[Data entries]
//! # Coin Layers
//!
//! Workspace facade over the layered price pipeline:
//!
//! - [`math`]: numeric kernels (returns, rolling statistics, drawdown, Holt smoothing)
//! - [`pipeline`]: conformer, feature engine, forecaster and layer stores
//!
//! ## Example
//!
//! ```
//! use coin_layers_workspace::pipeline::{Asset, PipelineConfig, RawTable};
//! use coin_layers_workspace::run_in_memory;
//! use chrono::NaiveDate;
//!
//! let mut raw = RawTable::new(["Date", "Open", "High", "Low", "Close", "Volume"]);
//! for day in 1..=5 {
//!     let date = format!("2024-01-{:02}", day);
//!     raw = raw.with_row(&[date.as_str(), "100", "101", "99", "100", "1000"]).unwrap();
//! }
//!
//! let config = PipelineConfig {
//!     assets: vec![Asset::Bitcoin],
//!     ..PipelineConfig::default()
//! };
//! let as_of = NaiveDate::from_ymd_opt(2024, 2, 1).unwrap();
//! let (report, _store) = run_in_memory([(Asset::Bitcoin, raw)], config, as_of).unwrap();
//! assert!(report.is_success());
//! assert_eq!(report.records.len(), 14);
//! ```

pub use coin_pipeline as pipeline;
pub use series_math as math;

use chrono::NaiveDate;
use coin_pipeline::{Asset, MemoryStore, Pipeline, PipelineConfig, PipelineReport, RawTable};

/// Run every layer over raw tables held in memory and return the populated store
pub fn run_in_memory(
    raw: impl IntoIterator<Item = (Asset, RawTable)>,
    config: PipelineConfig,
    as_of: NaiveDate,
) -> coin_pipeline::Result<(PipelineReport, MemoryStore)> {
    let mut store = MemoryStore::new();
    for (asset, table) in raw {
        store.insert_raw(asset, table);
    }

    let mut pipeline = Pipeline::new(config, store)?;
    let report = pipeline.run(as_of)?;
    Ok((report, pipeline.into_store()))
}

* [TASK DETAILS]: In the entries above, find each line with the word "PipelineReport" and return it.

* [RESPONSE TO THIS EXERCISE]:
use coin_pipeline::{Asset, MemoryStore, Pipeline, PipelineConfig, PipelineReport, RawTable};
) -> coin_pipeline::Result<(PipelineReport, MemoryStore)> {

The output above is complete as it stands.